Data Fusion Job¶

The Data Fusion Job performs adjustment of satellite rainfall data with measurement from in-situ time series data from rain gauge stations.

Approach and method¶

The Data Fusion job calculates the point residual errors between satellite data and observed rain gauge data, then corrects the satellite data with a smoothed and distance weighted error residual field interpolated from the point residual errors.

Method:¶

Calculate point estimate of residual error in the satellite data at each rain gauge point
Calculate satellite error residuals at all grid points of the satellite data, using a Gaussian kernal to smooth the point residuals from the gauge locations. The degree of smoothing is defined by the kernal bandwidth
Estimate the distance weighting functions for each gauged location using a Gaussian weighting function, the weights decay with distance from the gauges from 1 towards 0 putting more weight on the estimated error residuals closer to the gauging stations (the weight is 1 at the rain gauge where the satellite image is corrected to the gauge estimate). The decay of the weights is determined by the bandwidth of the Gaussian weighting function.
Correct the satellite rainfall data by subtracting the distance weighted error residual from the satellite data.
Update no rain areas so that satellite grid points with no rain in the original satellite data are set to zero rainfall in the corrected data maintaining the original satellite no rain distribution.
The result at a point should fall between the original satellite data and the observed gauged data (for the same time series, where there is observed rain gauge data).

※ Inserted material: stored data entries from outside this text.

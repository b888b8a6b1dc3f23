pub mod pdf;

pub use pdf::{render_plan_pdf, DEFAULT_REPORT_TITLE};
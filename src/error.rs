use std::path::PathBuf;
use thiserror::Error;

#[allow(dead_code)]
#[derive(Error, Debug)]
pub enum PlanAgentError {
    #[error("Config error: {0}")]
    Config(#[from] ConfigError),

    #[error("Provider error: {0}")]
    Provider(#[from] ProviderError),

    #[error("Parser error: {0}")]
    Parser(#[from] ParserError),

    #[error("Tracker error: {0}")]
    Tracker(#[from] TrackerError),

    #[error("Report error: {0}")]
    Report(#[from] ReportError),

    #[error("Server error: {0}")]
    Server(#[from] ServerError),

    #[error("IO error: {0}")]
    Io(#[from] std::io::Error),
}

#[derive(Error, Debug)]
pub enum ConfigError {
    #[error("Failed to read config file '{path}': {source}")]
    ReadFile {
        path: PathBuf,
        source: std::io::Error,
    },

    #[error("Failed to parse config: {0}")]
    Parse(#[from] serde_yaml::Error),

    #[error("Invalid value for {field}: {reason}")]
    Invalid { field: &'static str, reason: String },
}

#[derive(Error, Debug)]
pub enum ProviderError {
    #[error("API key not configured for {0}")]
    MissingApiKey(&'static str),

    #[error("Request timed out after {0:?}")]
    Timeout(std::time::Duration),

    #[error("Network error: {0}")]
    Network(#[from] reqwest::Error),

    #[error("API error {status}: {message}")]
    Api { status: u16, message: String },

    #[error("Invalid response: {0}")]
    InvalidResponse(String),
}

impl ProviderError {
    /// Whether another attempt could succeed: network trouble, timeouts,
    /// rate limits and server-side errors
    pub fn is_transient(&self) -> bool {
        match self {
            ProviderError::Network(_) | ProviderError::Timeout(_) => true,
            ProviderError::Api { status, .. } => *status == 429 || *status >= 500,
            ProviderError::MissingApiKey(_) | ProviderError::InvalidResponse(_) => false,
        }
    }
}

#[derive(Error, Debug)]
pub enum ParserError {
    #[error("Failed to parse JSON: {0}")]
    Json(#[from] serde_json::Error),

    #[error("No JSON payload found in model output")]
    NoPayload,

    #[error("Unexpected JSON shape: {0}")]
    UnexpectedShape(String),

    #[error("No valid tasks found in response")]
    NoTasks,
}

#[derive(Error, Debug)]
pub enum TrackerError {
    #[error("{tracker} request failed: {source}")]
    Request {
        tracker: &'static str,
        #[source]
        source: reqwest::Error,
    },

    #[error("{tracker} rejected issue ({status}): {message}")]
    Rejected {
        tracker: &'static str,
        status: u16,
        message: String,
    },

    #[error("{tracker} returned an unreadable response: {message}")]
    MalformedResponse {
        tracker: &'static str,
        message: String,
    },

    #[error("{tracker} call timed out after {timeout:?}")]
    Timeout {
        tracker: &'static str,
        timeout: std::time::Duration,
    },
}

#[derive(Error, Debug)]
pub enum ReportError {
    #[error("PDF generation failed: {0}")]
    Pdf(#[from] lopdf::Error),

    #[error("IO error: {0}")]
    Io(#[from] std::io::Error),
}

#[derive(Error, Debug)]
pub enum ServerError {
    #[error("Failed to bind {addr}: {source}")]
    Bind {
        addr: String,
        source: std::io::Error,
    },

    #[error("Server terminated: {0}")]
    Serve(std::io::Error),
}
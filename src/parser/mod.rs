mod json;
mod tasks;

pub use tasks::{json_candidates, parse_candidates, parse_task_list};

Note - If there is 'no data' at a rain gauging station then this station is not used and correction is based only on the other stations.

Data Fusion vs Bias Correction¶

The Data Fusion Job blends the satellite and rainfall gauge station datasets at each time step and is therefore different to bias correction which is based on a statistical property present in the dataset. In the Data Fusion Job, the error calculated between the satellite and rainfall gauge station data is different each time step. If this error was averaged over a long time period, then this would be the bias.

Parameters¶

Parameters of the data fusion job can be provided in a json file with entries summarized in the table below.

Name	Required	Type	Description
catchmentShapefile	✅	string	Shapefile of model catchments in WGS84 coordinate system.
catchmentIdField		Enum/string	Name of an integer identifier field in `catchmenShapefile`.
rainGaugeStations	✅	string	Shapefile of rain gauge locations in WGS84 coordinate system.
gaugeStationIdField	✅	string	Name of an integer identifier field in `rainGaugeStations`.
rainfallGaugeDataDirectory	✅	string	Directory with rainfall gauge (time series) data as CSV files like `<station identifier>_<text>.csv`, a header like `Dates,Sambor,Flag`, and each row as `<day>/<month>/<year>,<value>,<flag>`, e.g. `01/01/1985,0,E`.
satelliteDataFiles		array[string]	list of netcdf files to use as satellite data input. Either `satelliteDataFiles` or `satelliteDataset` must be specified.
satelliteDataset		object	`projectId`, `datasetId`, and `apiKey` of the dataset to use for satellite data input. Optionally also `wktExtent` of area of interest as WKT Polygon in WGS84 coordinate system. if `wktExtent` is not provided, extent of `catchmentShapefile` and `rainGaugeStations` will be used.
satelliteDataItemName	✅	string	Name of the item to use from the satellite data. All satellite data inputs must have this item. e.g. `'precip'` for CHIRPS rainfall data.
analysisStartTime	✅	string	Analysis start time in the format '%Y-%m-%d GMT'
analysisEndTime	✅	string	Analysis end time in the format '%Y-%m-%d GMT'.
rainfallPercentageLimit		string	Optional. If satellite rain cover percentage is less than `rainfallPercentageLimit*100.0 %` then assume no rain. Default is `0.05`
minimalPrecipitation		float	Optional. If satellite precipitation is less than `minimalPrecipitation` mm then assume no rain in satellite data. Default is `0.1`
correlationTarget		float	Optional. Correlation target. Lower correlation target means the calculated bandwith based on Moran’s 1 statistic will be used more often. Default is `0.6`.
defaultBdwdth		integer	Distance in m of distance weighting. If set to negative value, bandwidth will be calculated from data based on Moran’s 1 statistic. Default is `100000`. To use bootstraping, set this parameter to negative number.
bGaugeAdap		integer	Distance in m of smoothing. Can calculate using bootstrapping method or set manually. Set to lower value if you want less smoothing. Default is `100000`. Set to negative number for bootstrapping.
disaggregateFactor		integer	Controls the resolution of raster brick going into the residual smoothing. If the satellite data is coarse, consider setting `disaggregateFactor` to `2` or more for finer resolution. Default is 1 for no disaggregation.
projString	✅	string	Proj string for the local coordinate system for processing. See coordinate system service or https://epsg.io
compositeInformationPlotTimeIndexes		array[integer]	Indexes of time steps to produce composite information plots for.
originalVsAdjustedTimeIndex		array[integer]	Indexes of time steps to produce comparison of original and adjusted data plots.
plotHeight		string	Optional height of produced plots in pixels, default is 760.
plotWidth		string	Optional width of produced plots in pixels, default is 1024.
satelliteDateSeriesFormat		string	Optional. Format of time step definition as read by the R brick function. Overriding this parameter could be useful if the satellite data time step is finer than daily. Default is "%Y.%m.%d".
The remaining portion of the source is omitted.